**Information supplied**
------------

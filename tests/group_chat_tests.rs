//! Scenario tests for the round-robin conversation loop.

use std::collections::VecDeque;
use std::sync::atomic::{AtomicUsize, Ordering};
use std::sync::{Arc, Mutex};
use std::time::Duration;

use async_trait::async_trait;
use tripchat::{
    ChatError, ChatState, ClientWrapper, Message, Participant, RequestCapabilities, Role,
    RoundRobinChat, TerminationCondition, TerminationReason,
};

/// A client that replays a fixed script of results, one per call, shared by
/// every participant in a chat, so replies land in turn order.
struct ScriptedClient {
    replies: Mutex<VecDeque<Result<String, ChatError>>>,
    calls: AtomicUsize,
}

impl ScriptedClient {
    fn new(replies: Vec<Result<String, ChatError>>) -> Arc<Self> {
        Arc::new(ScriptedClient {
            replies: Mutex::new(replies.into_iter().collect()),
            calls: AtomicUsize::new(0),
        })
    }

    fn from_texts(texts: &[&str]) -> Arc<Self> {
        Self::new(texts.iter().map(|text| Ok(text.to_string())).collect())
    }

    fn calls(&self) -> usize {
        self.calls.load(Ordering::SeqCst)
    }
}

#[async_trait]
impl ClientWrapper for ScriptedClient {
    fn model_name(&self) -> &str {
        "scripted"
    }

    async fn send_message(
        &self,
        _messages: &[Message],
        _options: Option<RequestCapabilities>,
    ) -> Result<Message, ChatError> {
        self.calls.fetch_add(1, Ordering::SeqCst);
        let next = self
            .replies
            .lock()
            .unwrap()
            .pop_front()
            .expect("script exhausted");
        next.map(|content| Message {
            role: Role::Assistant,
            content,
        })
    }
}

/// A client whose call never completes, for cancellation tests.
struct PendingClient;

#[async_trait]
impl ClientWrapper for PendingClient {
    fn model_name(&self) -> &str {
        "pending"
    }

    async fn send_message(
        &self,
        _messages: &[Message],
        _options: Option<RequestCapabilities>,
    ) -> Result<Message, ChatError> {
        std::future::pending::<()>().await;
        unreachable!()
    }
}

/// A client that takes ten hours per call, for timeout tests.
struct SlowClient;

#[async_trait]
impl ClientWrapper for SlowClient {
    fn model_name(&self) -> &str {
        "slow"
    }

    async fn send_message(
        &self,
        _messages: &[Message],
        _options: Option<RequestCapabilities>,
    ) -> Result<Message, ChatError> {
        tokio::time::sleep(Duration::from_secs(36_000)).await;
        Ok(Message {
            role: Role::Assistant,
            content: "too late".to_string(),
        })
    }
}

fn team(names: &[&str], client: Arc<dyn ClientWrapper>) -> Vec<Participant> {
    names
        .iter()
        .map(|name| {
            Participant::new(
                *name,
                format!("test participant {}", name),
                format!("You are {}.", name),
                Arc::clone(&client),
            )
        })
        .collect()
}

fn transcript_pairs(chat: &RoundRobinChat) -> Vec<(Option<String>, String)> {
    chat.transcript()
        .entries()
        .iter()
        .map(|entry| (entry.sender.clone(), entry.content.clone()))
        .collect()
}

#[tokio::test]
async fn two_participants_alternate_until_turn_budget() {
    let client = ScriptedClient::from_texts(&["first", "second", "third"]);
    let mut chat = RoundRobinChat::new(
        team(&["a", "b"], client.clone()),
        TerminationCondition::new("TERMINATE", 3),
    )
    .unwrap();

    let summary = chat.run("task").await.unwrap();

    assert_eq!(summary.reason, TerminationReason::MaxTurnsReached);
    assert_eq!(summary.turns_taken, 3);
    assert_eq!(client.calls(), 3);

    // Invocation order is a, b, a.
    let senders: Vec<Option<String>> = chat
        .transcript()
        .entries()
        .iter()
        .map(|entry| entry.sender.clone())
        .collect();
    assert_eq!(
        senders,
        vec![
            None,
            Some("a".to_string()),
            Some("b".to_string()),
            Some("a".to_string()),
        ]
    );
    assert_eq!(
        chat.state(),
        &ChatState::Terminated(TerminationReason::MaxTurnsReached)
    );
}

#[tokio::test]
async fn turn_budget_of_ten_means_exactly_ten_invocations() {
    let texts: Vec<String> = (0..12).map(|i| format!("reply {}", i)).collect();
    let refs: Vec<&str> = texts.iter().map(|s| s.as_str()).collect();
    let client = ScriptedClient::from_texts(&refs);

    let mut chat = RoundRobinChat::new(
        team(&["a", "b", "c"], client.clone()),
        TerminationCondition::new("TERMINATE", 10),
    )
    .unwrap();

    let summary = chat.run("task").await.unwrap();

    assert_eq!(summary.reason, TerminationReason::MaxTurnsReached);
    assert_eq!(summary.turns_taken, 10);
    assert_eq!(client.calls(), 10);
}

#[tokio::test]
async fn marker_halts_mid_round_before_the_budget() {
    // Four participants, max_turns 10: the marker lands on turn 7, so the
    // run stops mid-round with three turns of budget left.
    let client = ScriptedClient::from_texts(&[
        "r1", "r2", "r3", "r4", "r5", "r6", "r7 TERMINATE", "never sent",
    ]);
    let names = ["a", "b", "c", "d"];
    let mut chat = RoundRobinChat::new(
        team(&names, client.clone()),
        TerminationCondition::new("TERMINATE", 10),
    )
    .unwrap();

    let summary = chat.run("task").await.unwrap();

    assert_eq!(summary.reason, TerminationReason::MarkerMentioned);
    assert_eq!(summary.turns_taken, 7);
    assert_eq!(client.calls(), 7);
    assert_eq!(chat.transcript().len(), 8);

    // Cyclic order is exact and never skips: the sender of entry i is
    // participants[(i - 1) mod N].
    for (i, entry) in chat.transcript().entries().iter().enumerate().skip(1) {
        assert_eq!(entry.sender.as_deref(), Some(names[(i - 1) % names.len()]));
    }
}

#[tokio::test]
async fn transport_error_preserves_the_prior_transcript() {
    let client = ScriptedClient::new(vec![
        Ok("first".to_string()),
        Ok("second".to_string()),
        Err(ChatError::Transport("connection reset".to_string())),
    ]);
    let mut chat = RoundRobinChat::new(
        team(&["a", "b"], client.clone()),
        TerminationCondition::new("TERMINATE", 10),
    )
    .unwrap();

    let err = chat.run("task").await.unwrap_err();
    assert_eq!(
        err,
        ChatError::Transport("connection reset".to_string())
    );

    // No rollback, no retry: exactly the messages appended before the failure.
    assert_eq!(chat.turns_taken(), 2);
    assert_eq!(chat.transcript().len(), 3);
    assert_eq!(client.calls(), 3);

    match chat.state() {
        ChatState::Terminated(TerminationReason::Error(message)) => {
            assert!(message.contains("connection reset"));
        }
        other => panic!("expected Terminated(Error), got {:?}", other),
    }
}

#[tokio::test]
async fn marker_in_the_seed_task_prevents_any_invocation() {
    let client = ScriptedClient::from_texts(&["never sent"]);
    let mut chat = RoundRobinChat::new(
        team(&["a", "b"], client.clone()),
        TerminationCondition::new("TERMINATE", 10),
    )
    .unwrap();

    let summary = chat.run("please TERMINATE immediately").await.unwrap();

    assert_eq!(summary.reason, TerminationReason::MarkerMentioned);
    assert_eq!(summary.turns_taken, 0);
    assert_eq!(client.calls(), 0);
    assert_eq!(chat.transcript().len(), 1);
}

#[tokio::test]
async fn identical_scripts_produce_identical_runs() {
    let script = ["plan", "local tips", "language tips", "summary TERMINATE"];

    let mut first = RoundRobinChat::new(
        team(&["a", "b", "c", "d"], ScriptedClient::from_texts(&script)),
        TerminationCondition::new("TERMINATE", 10),
    )
    .unwrap();
    let mut second = RoundRobinChat::new(
        team(&["a", "b", "c", "d"], ScriptedClient::from_texts(&script)),
        TerminationCondition::new("TERMINATE", 10),
    )
    .unwrap();

    let first_summary = first.run("task").await.unwrap();
    let second_summary = second.run("task").await.unwrap();

    assert_eq!(first_summary.reason, second_summary.reason);
    assert_eq!(first_summary.turns_taken, second_summary.turns_taken);
    assert_eq!(transcript_pairs(&first), transcript_pairs(&second));
}

#[tokio::test]
async fn a_terminated_chat_cannot_run_again() {
    let client = ScriptedClient::from_texts(&["only"]);
    let mut chat = RoundRobinChat::new(
        team(&["a"], client),
        TerminationCondition::new("TERMINATE", 1),
    )
    .unwrap();

    chat.run("task").await.unwrap();
    let err = chat.run("task again").await.unwrap_err();
    assert!(matches!(err, ChatError::Configuration(_)));
}

#[tokio::test]
async fn empty_and_duplicate_teams_are_rejected() {
    let err = RoundRobinChat::new(vec![], TerminationCondition::new("TERMINATE", 10)).unwrap_err();
    assert!(matches!(err, ChatError::Configuration(_)));

    let client = ScriptedClient::from_texts(&[]);
    let err = RoundRobinChat::new(
        team(&["a", "a"], client),
        TerminationCondition::new("TERMINATE", 10),
    )
    .unwrap_err();
    assert_eq!(
        err,
        ChatError::Configuration("duplicate participant name 'a'".to_string())
    );
}

#[tokio::test]
async fn cancellation_before_the_first_turn() {
    let mut chat = RoundRobinChat::new(
        team(&["a"], Arc::new(PendingClient)),
        TerminationCondition::new("TERMINATE", 10),
    )
    .unwrap();

    chat.cancel_handle().cancel();
    let summary = chat.run("task").await.unwrap();

    assert_eq!(summary.reason, TerminationReason::Cancelled);
    assert_eq!(summary.turns_taken, 0);
    assert_eq!(
        chat.state(),
        &ChatState::Terminated(TerminationReason::Cancelled)
    );
}

#[tokio::test]
async fn cancellation_abandons_the_in_flight_call() {
    let mut chat = RoundRobinChat::new(
        team(&["a"], Arc::new(PendingClient)),
        TerminationCondition::new("TERMINATE", 10),
    )
    .unwrap();
    let cancel = chat.cancel_handle();

    let run = tokio::spawn(async move {
        let summary = chat.run("task").await.unwrap();
        (summary, chat)
    });

    // Let the run reach the pending model call, then interrupt it.
    tokio::time::sleep(Duration::from_millis(50)).await;
    cancel.cancel();

    let (summary, chat) = run.await.unwrap();
    assert_eq!(summary.reason, TerminationReason::Cancelled);
    assert_eq!(summary.turns_taken, 0);
    // The in-flight call's output is discarded: only the seed remains.
    assert_eq!(chat.transcript().len(), 1);
}

#[tokio::test(start_paused = true)]
async fn a_stalled_call_times_out_as_a_transport_error() {
    let mut chat = RoundRobinChat::new(
        team(&["a"], Arc::new(SlowClient)),
        TerminationCondition::new("TERMINATE", 10),
    )
    .unwrap()
    .with_call_timeout(Duration::from_secs(120));

    let err = chat.run("task").await.unwrap_err();

    match err {
        ChatError::Transport(message) => assert!(message.contains("timed out")),
        other => panic!("expected a transport error, got {:?}", other),
    }
    assert!(matches!(
        chat.state(),
        ChatState::Terminated(TerminationReason::Error(_))
    ));
    assert_eq!(chat.transcript().len(), 1);
}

------------

**Required action**
How many lines in the entries above include the string "Mutex"? Give only the number.

**Problem solution**
3